The cyberwarfare unit was elevated to top priority in 2003 following the US invasion of Iraq.

==Organization==
The structure of the RGB is as follows as of 2021:

| Department | Mandate |
|---|---|
| First Department | Training and technical assistance |
| Second Department | Military intelligence |
| Third Department | Signals intelligence and computer hacking |
| Fifth Department | Known as Bureau 35, deals with foreign intelligence, including South Korea. Suspected of conducting the assassination plot on Kim Jong-nam |
| Sixth Department | Military contacts/policy guidelines |
| Seventh Department | Logistics |
| Department 53 | Runs the remote worker infiltration scheme |
| Bureau 121 | RGB's main cyberwarfare unit. Said to be placed under its control after 2013. |

==Command==
Reconnaissance missions are also partially overseen by the General Staff Department (GSD) of the Korean People's Army (KPA). As of 2014, experts argued that "North Korea does not seem to have yet organized these units into an overarching Cyber Command."
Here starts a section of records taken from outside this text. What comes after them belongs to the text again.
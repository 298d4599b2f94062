use serde::{Deserialize, Serialize};

/// Identifier used by the Albion data project for items (e.g. `T4_ORE`).
pub type ItemId = String;

/// The six royal cities the scanner queries, in the order they are sent in the
/// `locations` query parameter.
pub const CITIES: [&str; 6] = [
    "Bridgewatch",
    "Martlock",
    "Thetford",
    "Fort Sterling",
    "Lymhurst",
    "Caerleon",
];

/// Category markers for gatherables, refined goods, mounts and tools. An item
/// id qualifies for the scan when it contains one of these and starts with `T`.
pub const CATEGORY_PREFIXES: [&str; 12] = [
    "MOUNT_", "TOOL_", "ORE_", "WOOD_", "FIBER_", "HIDE_", "STONE_", "BAR_", "PLANK_", "CLOTH_",
    "LEATHER_", "BLOCK_",
];

/// One retained marketplace quote: an item in a city where both a sell offer
/// and a buy order currently exist.
#[derive(Clone, Debug, PartialEq, Eq, Serialize, Deserialize)]
pub struct PriceRow {
    pub city: String,
    pub item_id: ItemId,
    /// Localized display name, or the raw id when the catalog has no entry.
    pub item_name: String,
    /// Lowest current player ask price in this city.
    pub sell_price_min: i64,
    /// Highest current player bid price in this city.
    pub buy_price_max: i64,
    /// `sell_price_min - buy_price_max`; naive spread ignoring fees/transport.
    pub potential_profit: i64,
}

impl PriceRow {
    pub fn new(city: String, item_id: ItemId, item_name: String, sell: i64, buy: i64) -> Self {
        Self {
            city,
            item_id,
            item_name,
            sell_price_min: sell,
            buy_price_max: buy,
            potential_profit: sell - buy,
        }
    }
}

/// A raw quote as reported by the price API, before the completeness filter.
/// Absent prices arrive as 0.
#[derive(Clone, Debug, PartialEq, Eq)]
pub struct Quote {
    pub item_id: ItemId,
    pub city: String,
    pub sell_price_min: i64,
    pub buy_price_max: i64,
}

/// Result of a single batched price request.
///
/// A non-200 response counts as `Fetched` with no quotes (silently ignored per
/// the original behavior), while transport or decode errors become `Failed`
/// and are surfaced to the user. Partial failure never aborts a scan.
#[derive(Clone, Debug, PartialEq)]
pub enum BatchOutcome {
    Fetched(Vec<Quote>),
    Failed { batch: usize, reason: String },
}
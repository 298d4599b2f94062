//! Thin asynchronous client for the Albion Online Data price API.
//!
//! One request covers up to [`BATCH_SIZE`] item ids across every queried city;
//! the caller gets one [`BatchOutcome`] per request so partial failure stays
//! visible instead of silently truncating the scan.

use reqwest::{Client, StatusCode, Url};
use serde::Deserialize;
use thiserror::Error;
use tracing::{debug, warn};

use crate::domain::{BatchOutcome, ItemId, Quote};

const DEFAULT_BASE_URL: &str = "https://www.albion-online-data.com/api/v2/stats/prices/";
const USER_AGENT: &str = "albion-market-scanner/0.1.0";

/// Maximum number of item ids packed into a single request.
pub const BATCH_SIZE: usize = 50;

#[derive(Debug, Error)]
pub enum MarketClientError {
    #[error("invalid URL: {0}")]
    InvalidUrl(#[from] url::ParseError),
    #[error("http request error: {0}")]
    Http(#[from] reqwest::Error),
}

/// One quote object as returned by the stats endpoint. Prices default to 0
/// when the API omits them; the assembler drops those rows.
#[derive(Clone, Debug, Deserialize)]
struct QuoteDto {
    item_id: ItemId,
    city: String,
    #[serde(default)]
    sell_price_min: i64,
    #[serde(default)]
    buy_price_max: i64,
}

impl From<QuoteDto> for Quote {
    fn from(dto: QuoteDto) -> Self {
        Self {
            item_id: dto.item_id,
            city: dto.city,
            sell_price_min: dto.sell_price_min,
            buy_price_max: dto.buy_price_max,
        }
    }
}

#[derive(Clone)]
pub struct MarketClient {
    http: Client,
    base_url: Url,
}

impl MarketClient {
    pub fn new() -> Result<Self, MarketClientError> {
        Self::with_base_url(DEFAULT_BASE_URL)
    }

    pub fn with_base_url(base: &str) -> Result<Self, MarketClientError> {
        let base_url = Url::parse(base)?;
        let http = Client::builder().user_agent(USER_AGENT).build()?;
        Ok(Self { http, base_url })
    }

    /// Fetches quotes for every id, one sequential request per group of at
    /// most [`BATCH_SIZE`] ids. Never fails as a whole: each group reports its
    /// own outcome.
    pub async fn fetch_prices(&self, items: &[ItemId], cities: &[&str]) -> Vec<BatchOutcome> {
        let mut outcomes = Vec::with_capacity(items.len().div_ceil(BATCH_SIZE));
        for (index, group) in items.chunks(BATCH_SIZE).enumerate() {
            let outcome = match self.request_batch(group, cities).await {
                Ok(Some(quotes)) => {
                    debug!(batch = index, quotes = quotes.len(), "price batch fetched");
                    BatchOutcome::Fetched(quotes.into_iter().map(Quote::from).collect())
                }
                Ok(None) => BatchOutcome::Fetched(Vec::new()),
                Err(error) => {
                    warn!(batch = index, %error, "price batch failed");
                    BatchOutcome::Failed {
                        batch: index,
                        reason: error.to_string(),
                    }
                }
            };
            outcomes.push(outcome);
        }
        outcomes
    }

    async fn request_batch(
        &self,
        group: &[ItemId],
        cities: &[&str],
    ) -> Result<Option<Vec<QuoteDto>>, MarketClientError> {
        let url = self.prices_url(group, cities)?;
        debug!(%url, "requesting price batch");
        let response = self.http.get(url).send().await?;
        if response.status() != StatusCode::OK {
            debug!(status = %response.status(), "non-200 price response, skipping batch");
            return Ok(None);
        }
        Ok(Some(response.json().await?))
    }

    fn prices_url(&self, group: &[ItemId], cities: &[&str]) -> Result<Url, MarketClientError> {
        let mut url = self.base_url.join(&group.join(","))?;
        url.query_pairs_mut()
            .append_pair("locations", &cities.join(","));
        Ok(url)
    }
}

#[cfg(test)]
mod tests {
    use super::*;
    use crate::domain::CITIES;

    fn ids(count: usize) -> Vec<ItemId> {
        (0..count).map(|i| format!("T4_ITEM_{i}")).collect()
    }

    #[test]
    fn test_batch_partitioning_is_ceil_of_fifty() {
        for (count, expected) in [(0, 0), (1, 1), (50, 1), (51, 2), (125, 3)] {
            assert_eq!(ids(count).chunks(BATCH_SIZE).count(), expected);
        }
        for group in ids(125).chunks(BATCH_SIZE) {
            assert!(group.len() <= BATCH_SIZE);
        }
    }

    #[test]
    fn test_prices_url_joins_ids_and_cities() {
        let client = MarketClient::new().expect("client");
        let items = vec!["T4_ORE".to_string(), "T5_WOOD".to_string()];
        let url = client
            .prices_url(&items, &CITIES)
            .expect("url")
            .to_string();
        assert!(
            url.starts_with("https://www.albion-online-data.com/api/v2/stats/prices/T4_ORE,T5_WOOD?")
        );
        assert!(url.contains("locations="));
        assert!(url.contains("Martlock"));
        assert!(url.contains("Caerleon"));
    }

    #[test]
    fn test_quote_dto_defaults_missing_prices_to_zero() {
        let quote: QuoteDto =
            serde_json::from_str(r#"{"item_id":"T4_ORE","city":"Martlock"}"#).expect("quote");
        assert_eq!(quote.sell_price_min, 0);
        assert_eq!(quote.buy_price_max, 0);
    }
}
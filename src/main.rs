#![cfg_attr(target_os = "windows", windows_subsystem = "windows")]

mod app;
mod domain;
mod infra;
mod ui;
mod util;

use dioxus::prelude::*;
use tracing_subscriber::EnvFilter;

#[cfg(feature = "desktop")]
use dioxus_desktop::{tao::window::WindowBuilder, Config as DesktopConfig};

use crate::util::version::APP_NAME;

fn main() {
    tracing_subscriber::fmt()
        .with_env_filter(
            EnvFilter::try_from_default_env().unwrap_or_else(|_| EnvFilter::new("info")),
        )
        .init();

    // Wayland explicit-sync crashes on some drivers; fall back to GL unless the caller opts in.
    if std::env::var("WAYLAND_DISPLAY").is_ok() && std::env::var("WGPU_BACKEND").is_err() {
        std::env::set_var("WGPU_BACKEND", "gl");
    }

    // WebKit's DMABUF renderer opts into explicit sync; disable it unless the user overrides.
    if std::env::var("WAYLAND_DISPLAY").is_ok()
        && std::env::var("WEBKIT_DISABLE_DMABUF_RENDERER").is_err()
    {
        std::env::set_var("WEBKIT_DISABLE_DMABUF_RENDERER", "1");
    }

    let builder = LaunchBuilder::new();

    #[cfg(feature = "desktop")]
    let builder = {
        let config = desktop! {
            DesktopConfig::new().with_window(
                WindowBuilder::new()
                    .with_title(APP_NAME)
            )
        };
        builder.with_cfg(config)
    };

    #[cfg(not(feature = "desktop"))]
    let builder = builder;

    builder.launch(app::App);
}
The RGB appears to report directly to the National Defence Commission, as well as Kim Jong Un as the supreme commander of the KPA.

==Methods==
Until 2017, many North Korean spies were arrested in South Korea. But far fewer were arrested in the following years, apparently as the North started using new technologies rather than old-fashioned spying. In particular, high-profile defectors warned that Pyongyang had created a body of 6,000 skilled hackers.

=== North Korean remote worker infiltration scheme ===

The Reconnaissance General Bureau's department 53 has been involved in recruiting and training operatives for North Korea's large-scale remote worker infiltration scheme, which emerged around 2014 and significantly expanded during the COVID-19 pandemic. The RGB recruits top graduates from prestigious institutions such as Kim Chaek University of Technology and the University of Sciences in Pyongsong, training them in hacking techniques and foreign languages before deploying them as remote workers in Western companies under stolen identities. These operatives primarily target IT roles at European and US companies, using AI-enhanced interviews and deepfake technology to pass hiring processes, with individual workers earning an average of $US300,000 annually that is funneled back to fund North Korea's weapons programs. The scheme has affected nearly every Fortune 500 company, generating millions in revenue while also enabling data theft and malware installation.